## PROBLEM
Please copy the entries below word for word.

Records from a data collection:

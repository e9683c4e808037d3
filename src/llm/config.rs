use std::env;
use std::fmt;

use serde::{Deserialize, Serialize};

use crate::types::{AgentError, AgentResult};

pub const MODEL_ENV: &str = "AUTOGEN_MODEL";
pub const API_KEY_ENV: &str = "AUTOGEN_API_KEY";
pub const BASE_URL_ENV: &str = "AUTOGEN_BASE_URL";
pub const TEMPERATURE_ENV: &str = "AUTOGEN_TEMPERATURE";

pub const DEFAULT_MODEL: &str = "gpt-4o-mini";

/// Model settings handed to the assistant agent.
#[derive(Clone, PartialEq, Serialize, Deserialize)]
pub struct LlmConfig {
    pub model: String,
    pub api_key: String,
    /// OpenAI-compatible endpoint; the OpenAI default when unset.
    pub api_base: Option<String>,
    pub temperature: Option<f32>,
}

impl Default for LlmConfig {
    fn default() -> Self {
        Self {
            model: DEFAULT_MODEL.to_string(),
            api_key: String::new(),
            api_base: None,
            temperature: None,
        }
    }
}

// api_key stays out of logs
impl fmt::Debug for LlmConfig {
    fn fmt(&self, f: &mut fmt::Formatter<'_>) -> fmt::Result {
        f.debug_struct("LlmConfig")
            .field("model", &self.model)
            .field("api_key", &if self.api_key.is_empty() { "" } else { "***" })
            .field("api_base", &self.api_base)
            .field("temperature", &self.temperature)
            .finish()
    }
}

impl LlmConfig {
    pub fn new(model: impl Into<String>, api_key: impl Into<String>) -> Self {
        Self {
            model: model.into(),
            api_key: api_key.into(),
            ..Default::default()
        }
    }

    pub fn from_env() -> AgentResult<Self> {
        Self::from_lookup(|key| env::var(key).ok())
    }

    /// Resolves every setting through `lookup`, so callers can supply a map
    /// instead of the process environment.
    pub fn from_lookup<F>(lookup: F) -> AgentResult<Self>
    where
        F: Fn(&str) -> Option<String>,
    {
        let temperature = match lookup(TEMPERATURE_ENV) {
            Some(raw) => Some(raw.trim().parse::<f32>().map_err(|e| {
                AgentError::Config(format!("{} must be a number, got {:?}: {}", TEMPERATURE_ENV, raw, e))
            })?),
            None => None,
        };

        Ok(Self {
            model: lookup(MODEL_ENV).unwrap_or_else(|| DEFAULT_MODEL.to_string()),
            api_key: lookup(API_KEY_ENV).unwrap_or_default(),
            api_base: lookup(BASE_URL_ENV).filter(|url| !url.trim().is_empty()),
            temperature,
        })
    }
}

## EXERCISE SOLUTION
repository e9683c4e808037d3
filename src/llm/config.rs
use std::env;
use std::fmt;

use serde::{Deserialize, Serialize};

use crate::types::{AgentError, AgentResult};

pub const MODEL_ENV: &str = "AUTOGEN_MODEL";
pub const API_KEY_ENV: &str = "AUTOGEN_API_KEY";
pub const BASE_URL_ENV: &str = "AUTOGEN_BASE_URL";
pub const TEMPERATURE_ENV: &str = "AUTOGEN_TEMPERATURE";

pub const DEFAULT_MODEL: &str = "gpt-4o-mini";

/// Model settings handed to the assistant agent.
#[derive(Clone, PartialEq, Serialize, Deserialize)]
pub struct LlmConfig {
    pub model: String,
    pub api_key: String,
    /// OpenAI-compatible endpoint; the OpenAI default when unset.
    pub api_base: Option<String>,
    pub temperature: Option<f32>,
}

impl Default for LlmConfig {
    fn default() -> Self {
        Self {
            model: DEFAULT_MODEL.to_string(),
            api_key: String::new(),
            api_base: None,
            temperature: None,
        }
    }
}

// api_key stays out of logs
impl fmt::Debug for LlmConfig {
    fn fmt(&self, f: &mut fmt::Formatter<'_>) -> fmt::Result {
        f.debug_struct("LlmConfig")
            .field("model", &self.model)
            .field("api_key", &if self.api_key.is_empty() { "" } else { "***" })
            .field("api_base", &self.api_base)
            .field("temperature", &self.temperature)
            .finish()
    }
}

impl LlmConfig {
    pub fn new(model: impl Into<String>, api_key: impl Into<String>) -> Self {
        Self {
            model: model.into(),
            api_key: api_key.into(),
            ..Default::default()
        }
    }

    pub fn from_env() -> AgentResult<Self> {
        Self::from_lookup(|key| env::var(key).ok())
    }

    /// Resolves every setting through `lookup`, so callers can supply a map
    /// instead of the process environment.
    pub fn from_lookup<F>(lookup: F) -> AgentResult<Self>
    where
        F: Fn(&str) -> Option<String>,
    {
        let temperature = match lookup(TEMPERATURE_ENV) {
            Some(raw) => Some(raw.trim().parse::<f32>().map_err(|e| {
                AgentError::Config(format!("{} must be a number, got {:?}: {}", TEMPERATURE_ENV, raw, e))
            })?),
            None => None,
        };

        Ok(Self {
            model: lookup(MODEL_ENV).unwrap_or_else(|| DEFAULT_MODEL.to_string()),
            api_key: lookup(API_KEY_ENV).unwrap_or_default(),
            api_base: lookup(BASE_URL_ENV).filter(|url| !url.trim().is_empty()),
            temperature,
        })
    }
}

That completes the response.